Passava pouco das 12:00 (18:00 hora local) quando surgiram as primeiras informações do que o sexto rapaz já terá sido resgatado. Minutos após a saída da sexta criança, às 12:30 (18:30 locais) sabia-se que um sétimo rapaz tinha sido retirado e pouco depois, às 12:59 (18:59 locais) era anunciado que uma oitava pessoa tinha sido retirada de maca da caverna.

Com o cair da noite no país, o resgate foi dado como terminado para, mais uma vez, serem preparados os equipamentos necessários para concluir a operação com sucesso. Com cinco rapazes - quatro jogadores e o treinador - e quatro mergulhadores ainda presos dentro da gruta, a Tailândia (e o mundo) continuavam em suspenso.

A espera terminou esta terça-feira. Dezoito dias depois. Ao fim de 483 horas presos na caverna de Tham Luang os 13 javalis viram a luz do dia. 

Numa operação de resgate que demorou cerca de nove horas, os jogadores foram retirados primeiro e só depois o treinador. No fim, foram todos assistidos e transportados de helicóptero para o hospital.

"Não sabemos se isto é um milagre, a ciência, ou outra coisa. Todos os "javalis" estão fora da gruta", escreve a marinha tailandesa, a principal responsável para o sucesso do resgate. 

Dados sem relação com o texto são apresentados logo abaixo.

//! Scanner collaborators
//!
//! A scanner lists a directory and answers through a reply callback. The
//! callback may run on another thread; consumers forward it into their own
//! channel and apply it on the owning thread.

use crate::{list_directory, FileEntry, FsError, Result, ScanOptions};
use crossbeam_channel::{unbounded, Sender};
use std::thread::{self, JoinHandle};

/// Reply callback for a single scan
pub type ScanReply = Box<dyn FnOnce(Result<Vec<FileEntry>>) + Send>;

/// Directory listing service
pub trait Scanner: Send + Sync {
    /// Start a scan of `path`; `reply` is called exactly once
    fn scan(&self, path: &str, options: &ScanOptions, reply: ScanReply);
}

/// Scans on the calling thread before returning
#[derive(Debug, Default, Clone, Copy)]
pub struct InlineScanner;

impl Scanner for InlineScanner {
    fn scan(&self, path: &str, options: &ScanOptions, reply: ScanReply) {
        reply(list_directory(path, options));
    }
}

struct ScanJob {
    path: String,
    options: ScanOptions,
    reply: ScanReply,
}

/// Scans the local disk on a background worker thread
pub struct LocalScanner {
    job_tx: Option<Sender<ScanJob>>,
    worker: Option<JoinHandle<()>>,
}

impl LocalScanner {
    pub fn new() -> Self {
        let (job_tx, job_rx) = unbounded::<ScanJob>();

        let worker = thread::Builder::new()
            .name("dataview-scanner".to_string())
            .spawn(move || {
                while let Ok(job) = job_rx.recv() {
                    let result = list_directory(&job.path, &job.options);
                    if let Err(e) = &result {
                        tracing::warn!("Scan of {} failed: {}", job.path, e);
                    }
                    (job.reply)(result);
                }
                tracing::debug!("Scanner worker stopped");
            });

        let worker = match worker {
            Ok(handle) => Some(handle),
            Err(e) => {
                tracing::error!("Failed to spawn scanner worker: {}", e);
                None
            }
        };

        Self {
            job_tx: worker.as_ref().map(|_| job_tx),
            worker,
        }
    }
}

impl Default for LocalScanner {
    fn default() -> Self {
        Self::new()
    }
}

impl Scanner for LocalScanner {
    fn scan(&self, path: &str, options: &ScanOptions, reply: ScanReply) {
        let job = ScanJob {
            path: path.to_string(),
            options: options.clone(),
            reply,
        };

        let Some(job_tx) = &self.job_tx else {
            (job.reply)(Err(FsError::Unavailable("no worker thread".to_string())));
            return;
        };

        if let Err(err) = job_tx.send(job) {
            let job = err.into_inner();
            (job.reply)(Err(FsError::Unavailable("worker stopped".to_string())));
        }
    }
}

impl Drop for LocalScanner {
    fn drop(&mut self) {
        // Closing the queue ends the worker loop
        self.job_tx.take();
        if let Some(worker) = self.worker.take() {
            let _ = worker.join();
        }
    }
}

Depois de salvos os 12 jogadores e o treinador faltava apenas sair da gruta a equipa de mergulhadores, entre os quais um médico. A operação seria concluída cerca das 15:30 (hora de Lisboa), 17 horas depois do início do resgate. Numa foto publicada no Facebook, a marinha anunciava que "os quatro mergulhadores da Marinha Tailandesa saiu [da gruta] de forma segura".

Pouco depois, em conferência de imprensa, Narongsak Osottanakorn, chefe da missão, anunciou que as operações tinham sido concluídas e que os rapazes estavam a salvo.

"Posso confirmar oficialmente que os rapazes foram salvos. Os pais foram a casa tomar um duche e mudar de roupa. Devem conseguir ver os filhos, esta noite, através do vidro", afirmou Osottanakorn.

 Agora, só falta o abraço da família. Mas esse ainda vai ter de esperar...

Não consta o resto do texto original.